Paul Manafort has filed a lawsuit challenging the legal authority of special counsel Robert Mueller in the Russia probe. Manafort, President Donald Trump's former campaign chairman, was indicted on charges related to his lobbying work on behalf of a Russia-friendly Ukrainian party. He says prosecutors overstepped their bounds by charging him for conduct he says is unrelated to Russian interference in the 2016 U.S. presidential election.
Iran's top regional foes, Israel and Saudi Arabia, are both watching that country's protests for signs they could lead to change. Iran's supreme leader has accused enemies of stoking the unrest. Iran's rivals are eager to see change but have taken different approaches in public toward the protests. Saudi Arabia has largely remained quiet, while Israel has wholeheartedly and openly tried to woo Iranians.

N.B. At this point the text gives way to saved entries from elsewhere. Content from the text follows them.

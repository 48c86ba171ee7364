//! 2D plots: figure layout and the per-axis drawing sequence.

use std::collections::HashMap;
use std::path::Path;

use gempy_viewer_core::{
    slice_cross_section, CellNumber, DataToShow, Direction, GeoModel, PlaneProjection,
    Plot2DOptions, Result, ShowFlags, SlicerData, ViewerError,
};
use gempy_viewer_render::{render, save_image, save_to_buffer, Axes, Figure, MAX_AXES};
use glam::DVec3;
use image::RgbaImage;

use crate::drawers::{self, has_field, Field};

/// Name of the map-view section.
pub const TOPOGRAPHY_SECTION: &str = "topography";

/// Pixel size of one subplot when the figure size is not given.
const CELL_SIZE: [u32; 2] = [640, 480];

/// One plot requested from [`plot_sections`].
#[derive(Debug, Clone, PartialEq)]
pub enum SectionRequest {
    /// A section trace of the model grid, or [`TOPOGRAPHY_SECTION`].
    Named(String),
    /// An axis-aligned cut of the regular grid.
    Cell { direction: Direction, cell: CellNumber },
}

/// What an axes shows.
#[derive(Debug, Clone, PartialEq)]
pub enum SectionKind {
    Section(String),
    Orthogonal(SlicerData),
    Topography,
}

/// Everything the drawers need to know about one axes.
#[derive(Debug, Clone)]
pub struct SectionData2D {
    pub kind: SectionKind,
    pub axes_index: usize,
    /// Axes limits in plot coordinates.
    pub extent: [f64; 4],
    pub projection: PlaneProjection,
}

impl SectionData2D {
    /// Name of the named section, if any.
    #[must_use]
    pub fn section_name(&self) -> Option<&str> {
        match &self.kind {
            SectionKind::Section(name) => Some(name),
            SectionKind::Topography => Some(TOPOGRAPHY_SECTION),
            SectionKind::Orthogonal(_) => None,
        }
    }
}

/// A 2D figure of a model and the sections drawn on it.
pub struct Plot2D {
    figure: Figure,
    sections: Vec<SectionData2D>,
}

impl Plot2D {
    /// Creates an empty figure with a `rows × cols` subplot grid.
    pub fn new(width: u32, height: u32, rows: usize, cols: usize) -> Self {
        log::info!("creating figure {width}x{height} with {rows}x{cols} axes");
        Self {
            figure: Figure::new(width, height, rows, cols),
            sections: Vec::new(),
        }
    }

    #[must_use]
    pub fn figure(&self) -> &Figure {
        &self.figure
    }

    pub fn figure_mut(&mut self) -> &mut Figure {
        &mut self.figure
    }

    /// Sections in axes order.
    #[must_use]
    pub fn sections(&self) -> &[SectionData2D] {
        &self.sections
    }

    /// Axes `index` of the figure.
    #[must_use]
    pub fn axes(&self, index: usize) -> Option<&Axes> {
        self.figure.axes_at(index)
    }

    #[must_use]
    pub fn len(&self) -> usize {
        self.sections.len()
    }

    #[must_use]
    pub fn is_empty(&self) -> bool {
        self.sections.is_empty()
    }

    /// Adds the axes of one section and returns its data.
    pub fn add_section(
        &mut self,
        model: &GeoModel,
        request: &SectionRequest,
        ve: f64,
        topo_comp: usize,
    ) -> Result<&SectionData2D> {
        if self.figure.len() >= MAX_AXES {
            return Err(ViewerError::TooManyAxes {
                requested: self.figure.len() + 1,
                max: MAX_AXES,
            });
        }

        let grid = &model.grid.regular_grid;
        let extent3 = grid.extent();
        let (kind, extent, projection, title) = match request {
            SectionRequest::Named(name) if name == TOPOGRAPHY_SECTION => {
                let topography = model.grid.topography()?;
                (
                    SectionKind::Topography,
                    topography.extent(),
                    PlaneProjection::topography(topography, topo_comp),
                    "Geological map".to_string(),
                )
            }
            SectionRequest::Named(name) => {
                let section = model.grid.sections.get(name)?;
                let projection = PlaneProjection::section(section)?;
                (
                    SectionKind::Section(name.clone()),
                    [0.0, section.dist(), extent3[4], extent3[5]],
                    projection,
                    name.clone(),
                )
            }
            SectionRequest::Cell { direction, cell } => {
                let slicer = slice_cross_section(grid, *direction, *cell)?;
                let projection = PlaneProjection::orthogonal(grid, &slicer);
                let title = format!("Cell Number: {} Direction: {direction}", slicer.cell);
                (SectionKind::Orthogonal(slicer.clone()), slicer.extent, projection, title)
            }
        };

        let labels = projection.labels();
        let mut axes = Axes::new(extent);
        axes.set_title(title)
            .set_labels(labels.x, labels.y)
            .set_aspect(ve);
        let axes_index = self.figure.add_axes(axes);
        log::debug!("axes {axes_index}: {kind:?}");

        self.sections.push(SectionData2D {
            kind,
            axes_index,
            extent,
            projection,
        });
        Ok(&self.sections[self.sections.len() - 1])
    }

    /// Rasterizes the figure.
    pub fn render(&self) -> Result<RgbaImage> {
        Ok(render(&self.figure)?)
    }

    /// Rasterizes the figure and saves it; the format follows the extension.
    pub fn save_png(&self, path: impl AsRef<Path>) -> Result<()> {
        let img = self.render()?;
        save_image(path, &img)?;
        Ok(())
    }

    /// Rasterizes the figure into PNG bytes.
    pub fn to_png_bytes(&self) -> Result<Vec<u8>> {
        let img = self.render()?;
        Ok(save_to_buffer(&img)?)
    }
}

/// Subplot grid `(rows, cols)` for `n` axes: one column for a single axis,
/// two otherwise.
#[must_use]
pub fn layout(n: usize) -> (usize, usize) {
    let cols = if n < 2 { 1 } else { 2 };
    (n.div_ceil(cols).max(1), cols)
}

/// Sections first, then cell slices.
#[must_use]
pub fn requests(options: &Plot2DOptions) -> Vec<SectionRequest> {
    let named = options
        .section_names
        .iter()
        .map(|name| SectionRequest::Named(name.clone()));
    let cells = options
        .effective_cells()
        .into_iter()
        .enumerate()
        .map(|(i, cell)| SectionRequest::Cell {
            direction: options.direction(i),
            cell,
        });
    named.chain(cells).collect()
}

/// Plots 2D sections of a model.
///
/// Named sections come first, then cell slices. Up to [`MAX_AXES`] axes fit
/// on a figure.
///
/// # Example
/// ```no_run
/// use gempy_viewer::*;
///
/// let model = GeoModel::from_json_file("model.json").unwrap();
/// let plot = plot_2d(&model, &Plot2DOptions::default()).unwrap();
/// plot.save_png("section.png").unwrap();
/// ```
pub fn plot_2d(model: &GeoModel, options: &Plot2DOptions) -> Result<Plot2D> {
    let _ = env_logger::try_init();

    let requests = requests(options);
    if requests.len() > MAX_AXES {
        return Err(ViewerError::TooManyAxes {
            requested: requests.len(),
            max: MAX_AXES,
        });
    }

    let (rows, cols) = layout(requests.len());
    let [width, height] = options.figure_size.unwrap_or_else(|| {
        let (r, c) = (u32::try_from(rows).unwrap_or(1), u32::try_from(cols).unwrap_or(1));
        [CELL_SIZE[0] * c, CELL_SIZE[1] * r]
    });

    let mut plot = Plot2D::new(width, height, rows, cols);
    plot_sections(&mut plot, model, &requests, options)?;
    Ok(plot)
}

/// Adds one axes per request to `plot` and draws on each.
///
/// Axes drawn before a failing one are kept.
pub fn plot_sections(
    plot: &mut Plot2D,
    model: &GeoModel,
    requests: &[SectionRequest],
    options: &Plot2DOptions,
) -> Result<()> {
    let n_axis = options.n_axis.unwrap_or(requests.len()).max(requests.len());
    let show = DataToShow::new(options.show, n_axis, model.is_computed());

    for request in requests {
        let e = plot.len();
        let section = plot
            .add_section(model, request, options.ve, options.topography.topo_comp)?
            .clone();
        draw_section(plot, model, &section, show.axis(e), options.series(e), options)?;
    }
    Ok(())
}

/// The dense layer of an axes: first of lithology, values and block that
/// is switched on and computed.
#[must_use]
pub fn dense_layer(
    model: &GeoModel,
    kind: &SectionKind,
    flags: ShowFlags,
    series_n: usize,
) -> Option<Field> {
    [
        (flags.lith, Field::Lith),
        (flags.values, Field::Values(series_n)),
        (flags.block, Field::Block(series_n)),
    ]
    .into_iter()
    .find(|(on, field)| *on && has_field(model, kind, *field))
    .map(|(_, field)| field)
}

fn draw_section(
    plot: &mut Plot2D,
    model: &GeoModel,
    section: &SectionData2D,
    flags: ShowFlags,
    series_n: usize,
    options: &Plot2DOptions,
) -> Result<()> {
    let figure = plot.figure_mut();
    let scalar = flags.scalar && has_field(model, &section.kind, Field::ScalarField(series_n));
    let boundaries = flags.boundaries && has_field(model, &section.kind, Field::ScalarField(0));
    let dense = dense_layer(model, &section.kind, flags, series_n);

    if flags.data {
        drawers::draw_data(figure, model, section, options)?;
    }

    let is_cell = matches!(section.kind, SectionKind::Orthogonal(_));
    if is_cell && flags.topography {
        drawers::draw_topography(figure, model, section, &options.topography, false)?;
    }

    match dense {
        Some(Field::Lith) => drawers::draw_lith(figure, model, section)?,
        Some(Field::Values(n)) => drawers::draw_values(figure, model, section, n)?,
        Some(Field::Block(n)) => drawers::draw_block(figure, model, section, n)?,
        _ => {}
    }
    if scalar {
        drawers::draw_scalar_field(figure, model, section, series_n, options.scalar_levels)?;
    }
    if boundaries {
        drawers::draw_contacts(figure, model, section, false)?;
    }

    if !is_cell && flags.topography {
        let is_filled = dense.is_some() || scalar;
        let fill_contour = options.topography.fill_contour.unwrap_or(!is_filled);
        drawers::draw_topography(figure, model, section, &options.topography, fill_contour)?;
        if flags.section_traces && section.kind == SectionKind::Topography {
            drawers::draw_section_traces(figure, model, section, None)?;
        }
    }

    if let Some(block) = &options.regular_grid {
        drawers::draw_regular_grid(figure, model, section, block)?;
    }
    Ok(())
}

/// Map view of the section traces over a z slice at the top cell.
pub fn plot_section_traces(model: &GeoModel) -> Result<Plot2D> {
    let options = Plot2DOptions {
        cell_numbers: Some(vec![CellNumber::Index(-1)]),
        directions: vec![Direction::Z],
        n_axis: Some(1),
        show: ShowFlags {
            data: false,
            boundaries: false,
            lith: false,
            ..ShowFlags::default()
        },
        ..Plot2DOptions::default()
    };
    let mut plot = plot_2d(model, &options)?;
    let section = plot
        .sections()
        .first()
        .cloned()
        .ok_or_else(|| ViewerError::RenderError("section traces figure has no axes".to_string()))?;
    drawers::draw_section_traces(plot.figure_mut(), model, &section, None)?;
    Ok(plot)
}

/// Draws a topology graph on the last axes of `plot`.
///
/// `edges` pair node ids and `centroids` hold their positions in cell units
/// of the regular grid; `scale` maps those to model coordinates. An empty
/// plot first gets a mid cell slice along `direction`.
pub fn plot_topology(
    plot: &mut Plot2D,
    model: &GeoModel,
    edges: &[(usize, usize)],
    centroids: &HashMap<usize, DVec3>,
    direction: Direction,
    scale: bool,
) -> Result<()> {
    if plot.is_empty() {
        let defaults = Plot2DOptions::default();
        let request = SectionRequest::Cell {
            direction,
            cell: CellNumber::Mid,
        };
        plot.add_section(model, &request, defaults.ve, defaults.topography.topo_comp)?;
    }
    let section = plot
        .sections()
        .last()
        .cloned()
        .ok_or_else(|| ViewerError::RenderError("topology figure has no axes".to_string()))?;
    drawers::draw_topology(
        plot.figure_mut(),
        model,
        &section,
        edges,
        centroids,
        direction,
        scale,
    )
}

The strength of the protests in Iran is uncertain after a week of unrest that killed at least 21 people. It wasn't immediately clear if the drop in reports of new demonstrations on Thursday meant that the protests are subsiding or that the Iranian government's blocking of social media apps has stopped the protesters from offering new images of rallies. In Tehran, streets were calm and clear at the start of the Iranian weekend.